• _What you need to do_
Starting at the top of the entries, restate word for word each line up to and including the one with "Per-session conversation state.".

--- --- ---

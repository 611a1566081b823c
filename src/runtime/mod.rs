//! Request lifecycle and background maintenance.

pub mod maintenance;
pub mod manager;

pub use maintenance::spawn_session_sweeper;
pub use manager::{DEFAULT_DISCOVERY_TIMEOUT, FallbackSupplier, LifecycleStage, OrchestrationManager};
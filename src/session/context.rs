//! Per-session conversation state.

use std::collections::BTreeMap;
use std::time::Duration;

use chrono::{DateTime, Utc};
use serde::{Deserialize, Serialize};

/// Default session timeout (30 minutes).
pub const DEFAULT_SESSION_TIMEOUT: Duration = Duration::from_secs(30 * 60);

/// Progress and decisions accumulated across consultations in one session.
///
/// Values are snapshots: the [`SessionStore`](super::SessionStore) owns the
/// live copy and hands out clones.
#[derive(Debug, Clone, PartialEq, Eq, Serialize, Deserialize)]
pub struct SessionContext {
    pub session_id: String,
    pub created_at: DateTime<Utc>,
    pub last_updated: DateTime<Utc>,
    pub task_objective: Option<String>,
    pub decisions: BTreeMap<String, String>,
    pub next_steps: Vec<String>,
}

impl SessionContext {
    pub(crate) fn new_at(session_id: impl Into<String>, now: DateTime<Utc>) -> Self {
        Self {
            session_id: session_id.into(),
            created_at: now,
            last_updated: now,
            task_objective: None,
            decisions: BTreeMap::new(),
            next_steps: Vec::new(),
        }
    }

    /// Replace objective, decisions and next steps in one step.
    pub(crate) fn update_progress_at(
        &mut self,
        objective: Option<String>,
        decisions: BTreeMap<String, String>,
        next_steps: Vec<String>,
        now: DateTime<Utc>,
    ) {
        self.task_objective = objective;
        self.decisions = decisions;
        self.next_steps = next_steps;
        self.last_updated = now;
    }

    /// True once more than `timeout` has passed since the last update.
    ///
    /// A `last_updated` in the future (clock skew) never counts as stale.
    #[must_use]
    pub fn is_stale_at(&self, now: DateTime<Utc>, timeout: Duration) -> bool {
        (now - self.last_updated)
            .to_std()
            .is_ok_and(|elapsed| elapsed > timeout)
    }

    #[must_use]
    pub fn age_at(&self, now: DateTime<Utc>) -> Duration {
        (now - self.created_at).to_std().unwrap_or(Duration::ZERO)
    }
}

#[cfg(test)]
mod tests {
    use super::*;

    #[test]
    fn test_staleness_boundary() {
        let start = Utc::now();
        let session = SessionContext::new_at("s", start);

        let exactly = start + chrono::Duration::minutes(30);
        assert!(!session.is_stale_at(exactly, DEFAULT_SESSION_TIMEOUT));

        let later = start + chrono::Duration::minutes(31);
        assert!(session.is_stale_at(later, DEFAULT_SESSION_TIMEOUT));
    }

    #[test]
    fn test_future_timestamp_is_not_stale() {
        let now = Utc::now();
        let session = SessionContext::new_at("s", now + chrono::Duration::hours(1));
        assert!(!session.is_stale_at(now, DEFAULT_SESSION_TIMEOUT));
        assert_eq!(session.age_at(now), Duration::ZERO);
    }

    #[test]
    fn test_update_progress_replaces_values() {
        let start = Utc::now();
        let mut session = SessionContext::new_at("s", start);
        session.next_steps.push("old".into());

        let later = start + chrono::Duration::seconds(5);
        session.update_progress_at(
            Some("Design order events".into()),
            BTreeMap::from([("broker".to_string(), "kafka".to_string())]),
            vec!["Define schema".into()],
            later,
        );

        assert_eq!(session.task_objective.as_deref(), Some("Design order events"));
        assert_eq!(session.next_steps, vec!["Define schema".to_string()]);
        assert_eq!(session.last_updated, later);
        assert_eq!(session.created_at, start);
    }
}
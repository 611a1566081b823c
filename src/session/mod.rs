//! Session and specialized domain context management.
//!
//! Conversation state outlives a single request: a session accumulates a task
//! objective, decisions and next steps, plus domain facts gathered by the
//! handlers it consulted.
//!
//! # Architecture
//!
//! - [`SessionContext`]: progress for one session
//! - [`DomainContext`]: facts of one specialized kind (event-driven, CI/CD,
//!   configuration, resilience)
//! - [`SessionStore`]: thread-safe store for all of the above
//!
//! # Example
//!
//! ```rust
//! use consult_orchestrator::session::{EventFact, SessionStore};
//!
//! let store = SessionStore::new();
//! store.get_or_create("session-1");
//! assert!(store.add_fact("session-1", EventFact::MessageBroker, "kafka", "streaming"));
//! assert!(!store.add_fact("session-1", EventFact::MessageBroker, "kafka", "streaming"));
//!
//! store.archive("session-1");
//! assert!(store.session_context("session-1").is_none());
//! ```

mod context;
mod domain;
mod store;

pub use context::{DEFAULT_SESSION_TIMEOUT, SessionContext};
pub use domain::{
    ConfigurationContext, ConfigurationFact, ContextKind, DomainContext, DomainContexts,
    EventDrivenContext, EventFact, FactCategory, PipelineContext, PipelineFact, ResilienceContext,
    ResilienceFact, SpecializedContext,
};
pub use store::{
    ContextValidation, REQUIRED_CONTEXT_KEYS, STALE_SESSION_MARKER, SessionStore, SharedContext,
};
//! Append-only audit trail.
//!
//! [`AuditTrail::record`] is synchronous, infallible and never waits on I/O.
//! Entries are kept in memory and, when a sink is attached, forwarded over an
//! unbounded channel to a background task that owns the sink.

use std::collections::BTreeMap;
use std::fmt;
use std::sync::{Arc, PoisonError, RwLock};

use async_trait::async_trait;
use chrono::{DateTime, Utc};
use serde::Serialize;
use tokio::sync::mpsc;
use tokio::task::JoinHandle;
use tracing::{info, warn};

use crate::domain::{AuditAction, AuditEntry};

/// Durable destination for audit entries.
#[async_trait]
pub trait AuditSink: Send + Sync + fmt::Debug {
    async fn write(&self, entry: &AuditEntry) -> anyhow::Result<()>;
}

/// Emits each entry as a structured `audit` log event.
#[derive(Debug, Clone, Copy, Default)]
pub struct TracingAuditSink;

#[async_trait]
impl AuditSink for TracingAuditSink {
    async fn write(&self, entry: &AuditEntry) -> anyhow::Result<()> {
        info!(
            target: "audit",
            user_id = %entry.user_id,
            handler_id = entry.handler_id.as_deref().unwrap_or("-"),
            action = %entry.action,
            success = entry.success,
            error = entry.error.as_deref().unwrap_or(""),
            "Audit entry"
        );
        Ok(())
    }
}

/// Totals over the recorded entries.
#[derive(Debug, Clone, PartialEq, Eq, Serialize)]
pub struct ComplianceSummary {
    pub total: usize,
    pub successes: usize,
    pub failures: usize,
    pub by_action: BTreeMap<AuditAction, usize>,
    pub distinct_users: usize,
}

#[derive(Clone, Default)]
pub struct AuditTrail {
    entries: Arc<RwLock<Vec<AuditEntry>>>,
    forward: Option<mpsc::UnboundedSender<AuditEntry>>,
}

impl fmt::Debug for AuditTrail {
    fn fmt(&self, f: &mut fmt::Formatter<'_>) -> fmt::Result {
        f.debug_struct("AuditTrail")
            .field("entries", &self.len())
            .field("forwarding", &self.forward.is_some())
            .finish()
    }
}

impl AuditTrail {
    /// In-memory trail with no sink.
    pub fn new() -> Self {
        Self::default()
    }

    /// Trail that also forwards every entry to `sink` from a spawned task.
    ///
    /// Must be called within a tokio runtime. The task ends once every clone
    /// of the returned trail has been dropped.
    pub fn with_sink(sink: Arc<dyn AuditSink>) -> (Self, JoinHandle<()>) {
        let (tx, mut rx) = mpsc::unbounded_channel::<AuditEntry>();
        let handle = tokio::spawn(async move {
            while let Some(entry) = rx.recv().await {
                if let Err(e) = sink.write(&entry).await {
                    warn!(error = %e, action = %entry.action, "Failed to write audit entry");
                }
            }
        });
        (
            Self {
                entries: Arc::default(),
                forward: Some(tx),
            },
            handle,
        )
    }

    /// Append an entry. Never fails and never blocks on the sink.
    pub fn record(&self, entry: AuditEntry) {
        if let Some(tx) = &self.forward
            && tx.send(entry.clone()).is_err()
        {
            warn!(action = %entry.action, "Audit sink closed; entry kept in memory only");
        }
        self.entries
            .write()
            .unwrap_or_else(PoisonError::into_inner)
            .push(entry);
    }

    /// Entries for `user_id` with `from <= timestamp <= to`, in insertion order.
    pub fn query(&self, user_id: &str, from: DateTime<Utc>, to: DateTime<Utc>) -> Vec<AuditEntry> {
        self.entries
            .read()
            .unwrap_or_else(PoisonError::into_inner)
            .iter()
            .filter(|e| e.user_id == user_id && e.timestamp >= from && e.timestamp <= to)
            .cloned()
            .collect()
    }

    pub fn entries(&self) -> Vec<AuditEntry> {
        self.entries
            .read()
            .unwrap_or_else(PoisonError::into_inner)
            .clone()
    }

    pub fn len(&self) -> usize {
        self.entries.read().unwrap_or_else(PoisonError::into_inner).len()
    }

    pub fn is_empty(&self) -> bool {
        self.len() == 0
    }

    pub fn compliance_summary(&self) -> ComplianceSummary {
        let entries = self.entries.read().unwrap_or_else(PoisonError::into_inner);
        let mut by_action = BTreeMap::new();
        let mut users = std::collections::BTreeSet::new();
        let mut successes = 0;
        for entry in entries.iter() {
            *by_action.entry(entry.action).or_insert(0) += 1;
            users.insert(entry.user_id.as_str());
            if entry.success {
                successes += 1;
            }
        }
        ComplianceSummary {
            total: entries.len(),
            successes,
            failures: entries.len() - successes,
            by_action,
            distinct_users: users.len(),
        }
    }
}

--- --- ---

• _Response box_
repository 611a1566081b823c
filename src/runtime/mod.rs
//! Request lifecycle and background maintenance.

pub mod maintenance;
pub mod manager;

pub use maintenance::spawn_session_sweeper;
pub use manager::{DEFAULT_DISCOVERY_TIMEOUT, FallbackSupplier, LifecycleStage, OrchestrationManager};
filename src/session/context.rs
//! Per-session conversation state.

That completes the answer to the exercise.